Mitgedicht, der zweite Akt
Das Zirkusrund liegt im Dämmerlicht.
Selbst die Anwesenheit des Publikums, lässt sich nur erahnen.
Alles ist still.
Trommeln und Trompeten stehen unbewegt beiseite und die Kapelle hat die goldbetressten Kappen abgenommen. Gespanntes Schweigen füllt die Zirkuskuppel.
Ein einzelnes, unterdrücktes Husten, schlüpft verschämt unter die Sitzreihen und huscht davon.
Dann, wie aus dem Nichts, erhebt sich leise der Klang einer Violine.
Nur eine, allein am Rand der Manege.
Eine zarte Melodie, wie ein Tanz der Töne, windet sich durch die Luft und mit ihr hebt sich ein einzelnes Licht. Ein Kegel aus Helligkeit umschließt die Tänzerin, die, vom Publikum unbemerkt, den breiten Manegenrand betreten hat.

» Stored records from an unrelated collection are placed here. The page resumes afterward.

//! 템플릿 뱅크.
//!
//! 버튼 템플릿 이미지를 BGR로 디코딩하고 그레이/스케일 피라미드 변형을
//! 미리 계산해 보관한다. 템플릿은 디코딩된 바이트의 콘텐츠 해시로
//! 주소화되며 로드 후 불변이다. 중복 추가는 기존 id를 돌려준다.

use std::collections::HashMap;
use std::path::{Path, PathBuf};
use std::sync::Arc;

use image::imageops::FilterType;
use image::RgbImage;
use okshim_core::error::CoreError;
use okshim_core::models::matching::TemplateId;
use sha2::{Digest, Sha256};
use tracing::{debug, info, warn};

use crate::buffer::{gray_from_bgr, PixelBuf};

/// 단일 스케일 변형
#[derive(Debug, Clone)]
pub struct TemplateVariant {
    pub scale: f32,
    pub bgr: PixelBuf,
    pub gray: PixelBuf,
}

/// 로드된 템플릿 (불변)
#[derive(Debug)]
pub struct Template {
    pub id: TemplateId,
    pub source_path: PathBuf,
    /// 원본 크기
    pub width: u32,
    pub height: u32,
    /// 설정 순서의 스케일 변형 (중복 스케일 제거됨)
    pub pyramid: Vec<TemplateVariant>,
}

/// 템플릿 뱅크
pub struct TemplateBank {
    /// 설정 순서 유지 (매칭 평가 순서)
    templates: Vec<Arc<Template>>,
    by_id: HashMap<TemplateId, usize>,
    scales: Vec<f32>,
}

impl TemplateBank {
    /// 스케일 목록으로 빈 뱅크 생성. 빈 목록은 [1.0]으로 취급.
    pub fn new(scales: Vec<f32>) -> Self {
        let scales = if scales.is_empty() { vec![1.0] } else { scales };
        Self {
            templates: Vec::new(),
            by_id: HashMap::new(),
            scales,
        }
    }

    /// 템플릿 로드. 같은 내용을 다시 추가하면 기존 id를 반환한다.
    pub fn load(&mut self, path: impl AsRef<Path>) -> Result<TemplateId, CoreError> {
        let path = path.as_ref();
        let bad = |reason: String| CoreError::BadTemplate {
            path: path.display().to_string(),
            reason,
        };

        let decoded = image::open(path).map_err(|e| bad(format!("디코딩 실패: {e}")))?;
        let rgb = decoded.to_rgb8();
        let (w, h) = rgb.dimensions();
        if w == 0 || h == 0 {
            return Err(bad("면적이 0인 이미지".to_string()));
        }

        let native_bgr = bgr_bytes(&rgb);

        // 콘텐츠 주소화 — 디코딩된 바이트 + 크기 해시
        let mut hasher = Sha256::new();
        hasher.update(w.to_le_bytes());
        hasher.update(h.to_le_bytes());
        hasher.update(&native_bgr);
        let digest = hasher.finalize();
        let hex: String = digest.iter().map(|b| format!("{b:02x}")).collect();
        let id = TemplateId(hex[..16].to_string());

        if let Some(&idx) = self.by_id.get(&id) {
            debug!(id = %id, "중복 템플릿 — 기존 id 반환");
            return Ok(self.templates[idx].id.clone());
        }

        // 스케일 피라미드 구성 (중복 스케일은 첫 등장만)
        let mut pyramid = Vec::new();
        let mut seen = Vec::new();
        for &scale in &self.scales {
            if seen.iter().any(|s: &f32| (s - scale).abs() < 1e-6) {
                continue;
            }
            seen.push(scale);
            let sw = ((w as f32 * scale).round() as u32).max(1);
            let sh = ((h as f32 * scale).round() as u32).max(1);
            let scaled = if (scale - 1.0).abs() < 1e-6 {
                rgb.clone()
            } else {
                image::imageops::resize(&rgb, sw, sh, FilterType::Triangle)
            };
            let bgr = bgr_bytes(&scaled);
            let gray = gray_from_bgr(sw, sh, &bgr);
            pyramid.push(TemplateVariant {
                scale,
                bgr: PixelBuf::bgr(sw, sh, bgr),
                gray: PixelBuf::gray(sw, sh, gray),
            });
        }

        let template = Arc::new(Template {
            id: id.clone(),
            source_path: path.to_path_buf(),
            width: w,
            height: h,
            pyramid,
        });
        info!(id = %id, path = %path.display(), w, h, scales = template.pyramid.len(), "템플릿 로드");
        self.by_id.insert(id.clone(), self.templates.len());
        self.templates.push(template);
        Ok(id)
    }

    /// 경로 목록 일괄 로드. 실패 템플릿은 건너뛰고 (경로, 에러)로 수집한다.
    pub fn load_all(&mut self, paths: &[String]) -> Vec<(String, CoreError)> {
        let mut failures = Vec::new();
        for p in paths {
            if let Err(e) = self.load(p) {
                warn!(path = %p, "템플릿 로드 실패, 제외: {e}");
                failures.push((p.clone(), e));
            }
        }
        failures
    }

    /// 모든 템플릿을 원본 경로에서 다시 로드
    pub fn reload_all(&mut self) -> Vec<(String, CoreError)> {
        let paths: Vec<String> = self
            .templates
            .iter()
            .map(|t| t.source_path.display().to_string())
            .collect();
        self.templates.clear();
        self.by_id.clear();
        self.load_all(&paths)
    }

    pub fn get(&self, id: &TemplateId) -> Option<Arc<Template>> {
        self.by_id.get(id).map(|&i| self.templates[i].clone())
    }

    /// 설정 순서 순회
    pub fn iter(&self) -> impl Iterator<Item = &Arc<Template>> {
        self.templates.iter()
    }

    pub fn len(&self) -> usize {
        self.templates.len()
    }

    pub fn is_empty(&self) -> bool {
        self.templates.is_empty()
    }
}

/// RgbImage → BGR 인터리브 바이트
fn bgr_bytes(rgb: &RgbImage) -> Vec<u8> {
    let mut out = Vec::with_capacity(rgb.as_raw().len());
    for px in rgb.pixels() {
        out.push(px.0[2]);
        out.push(px.0[1]);
        out.push(px.0[0]);
    }
    out
}
//! Serial port link to the reader using the serialport crate

use crate::transport::RfidTransport;
use std::io::ErrorKind;
use std::time::Duration;

pub struct SerialTransport {
    port: Box<dyn serialport::SerialPort>,
}

impl SerialTransport {
    /// Open `port_name` 8N1 at `baud_rate` and flush whatever the reader
    /// printed while booting
    pub fn open(port_name: &str, baud_rate: u32) -> Result<Self, serialport::Error> {
        let port = serialport::new(port_name, baud_rate)
            .data_bits(serialport::DataBits::Eight)
            .parity(serialport::Parity::None)
            .stop_bits(serialport::StopBits::One)
            .flow_control(serialport::FlowControl::None)
            .timeout(Duration::from_secs(1))
            .open()?;
        std::thread::sleep(Duration::from_millis(500));
        port.clear(serialport::ClearBuffer::Input)?;
        log::debug!("opened {} at {} baud", port_name, baud_rate);

        Ok(Self { port })
    }
}

impl RfidTransport for SerialTransport {
    type Error = std::io::Error;

    fn write(&mut self, data: &[u8]) -> Result<usize, Self::Error> {
        std::io::Write::write_all(&mut self.port, data)?;
        Ok(data.len())
    }

    fn read(&mut self, buf: &mut [u8], timeout_ms: u32) -> Result<usize, Self::Error> {
        self.port
            .set_timeout(Duration::from_millis(timeout_ms as u64))
            .map_err(std::io::Error::other)?;
        match std::io::Read::read(&mut self.port, buf) {
            Err(e) if e.kind() == ErrorKind::TimedOut => Ok(0),
            other => other,
        }
    }

    fn clear_input(&mut self) -> Result<(), Self::Error> {
        self.port
            .clear(serialport::ClearBuffer::Input)
            .map_err(std::io::Error::other)
    }
}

Ihr kurzes Kleid aus buntem Chiffon, zierlichen Füße in roten Schläppchen und das lange Haar in sanften Wellen, die, im gleißenden Scheinwerferlicht, fast golden anmuten. Und in der Hand, ein Schmetterlingsnetz.
Aufrecht steht sie da, und stolz...
...wie eine zarte Blume, auf dem rauen Rand aus Holz.
Die Melodie erhebt sich, schneller,
ergreift im Nu, des Mädchens Bein'
und dann die Arme, immer heller,
scheint auch das Licht zu sein.
Doch sind's die Scheinwerfer mitnichten,
das Rund zu hellen und belichten.
Es sind wohl tausende an Flitterstücken,
die aus der Höh', wie Silberregen,
ein Glitzern bringen, und Entzücken,
wie sie im Tanz sich mitbewegen.
Ein Flüstern löst sich aus dem Glimmern,
formt Worte, die im Dunkel schimmern.
Ein Wispern aus verschied'nen Silben,
wie flatterhafte Wesen huschen sie,
gleich Worten, die auf Pergament vergilben.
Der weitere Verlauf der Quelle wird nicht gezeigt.